EcoDuro, Inc. is a manufacturing, engineering and marketing company in Ann Arbor, Michigan that holds patents in the major industrial companies for its unique engineered paper pallets.  EcoDuro is a company that is focused on developing products for sustainable business practices.

EcoDuro's standard pallets weigh just 9 to 19 pounds, which us about 1/3 the weight of wood pallets that are historically used.  Lighter weight has advantages for reduced fuel consumption and reduced air and LTL (Less than Truck Load) shipping costs, as well as help with OSHA compliance. 

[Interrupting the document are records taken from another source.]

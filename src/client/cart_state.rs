use std::future::Future;

use uuid::Uuid;

use crate::{
    client::ClientError,
    dto::cart::{CartItemResponse, CartResponse},
};

/// Server calls the cart holder depends on.
pub trait CartBackend {
    /// Whether a bearer token is available for authenticated calls.
    fn has_identity(&self) -> bool;

    fn load_cart(&self) -> impl Future<Output = Result<CartResponse, ClientError>> + Send;

    /// Set a line to an absolute quantity; zero removes it.
    fn set_quantity(
        &self,
        item_id: Uuid,
        qty: i32,
    ) -> impl Future<Output = Result<CartResponse, ClientError>> + Send;
}

/// Working copy of the signed-in user's cart.
///
/// Local state is only ever replaced by a full server response. A failed call
/// leaves the previous `{items, total}` in place. Mutations take `&mut self`,
/// so each one sees the state left by the previous call.
#[derive(Debug)]
pub struct CartStateHolder<B> {
    backend: B,
    cart: CartResponse,
}

impl<B: CartBackend> CartStateHolder<B> {
    pub fn new(backend: B) -> Self {
        Self {
            backend,
            cart: CartResponse::default(),
        }
    }

    pub fn items(&self) -> &[CartItemResponse] {
        &self.cart.items
    }

    /// Total as last reported by the server.
    pub fn total(&self) -> i64 {
        self.cart.total
    }

    pub fn cart(&self) -> &CartResponse {
        &self.cart
    }

    pub fn backend(&self) -> &B {
        &self.backend
    }

    pub fn backend_mut(&mut self) -> &mut B {
        &mut self.backend
    }

    fn item(&self, item_id: Uuid) -> Option<&CartItemResponse> {
        self.cart.items.iter().find(|item| item.id == item_id)
    }

    /// Reload the cart from the server. Does nothing without an identity.
    pub async fn fetch_cart(&mut self) -> Result<(), ClientError> {
        if !self.backend.has_identity() {
            tracing::debug!("no identity token, skipping cart fetch");
            return Ok(());
        }
        match self.backend.load_cart().await {
            Ok(cart) => {
                self.cart = cart;
                Ok(())
            }
            Err(err) => {
                tracing::error!(error = %err, "failed to fetch cart");
                Err(err)
            }
        }
    }

    pub async fn update_cart_item(&mut self, item_id: Uuid, qty: i32) -> Result<(), ClientError> {
        match self.backend.set_quantity(item_id, qty).await {
            Ok(cart) => {
                self.cart = cart;
                Ok(())
            }
            Err(err) => {
                tracing::error!(error = %err, %item_id, qty, "failed to update cart item");
                Err(err)
            }
        }
    }

    /// Add one unit. Refused locally when the line is already at its stock.
    pub async fn increase_qty(&mut self, item_id: Uuid) -> Result<(), ClientError> {
        let Some(item) = self.item(item_id) else {
            return Ok(());
        };
        let requested = item.quantity + 1;
        if requested > item.stock {
            tracing::warn!(%item_id, stock = item.stock, "cannot add more than available stock");
            return Err(ClientError::ExceedsStock {
                requested,
                stock: item.stock,
            });
        }
        self.update_cart_item(item_id, requested).await
    }

    /// Remove one unit, never going below one.
    pub async fn decrease_qty(&mut self, item_id: Uuid) -> Result<(), ClientError> {
        let Some(item) = self.item(item_id) else {
            return Ok(());
        };
        let requested = (item.quantity - 1).max(1);
        if requested == item.quantity {
            return Ok(());
        }
        self.update_cart_item(item_id, requested).await
    }

    pub async fn remove_item(&mut self, item_id: Uuid) -> Result<(), ClientError> {
        self.update_cart_item(item_id, 0).await
    }
}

The EcoDuro and other paper pallets meet the IPPC regulations and are easily recycled and re-pulpable.

History

The Company was founded in 2001 with the name Excalibur Pallet Group and the patents for its engineered paper pallets issued in major industrial countries.  In 2004, the company was reformed with the name EcoDuro, Inc. with an investment from Endurance Ventures, LLC, an Ann Arbor Venture Capital Firm as its first cleantech investment.  Significant, is that it was one of the rare venture capital backed companies to be moved to Michigan as opposed to being moved from Michigan.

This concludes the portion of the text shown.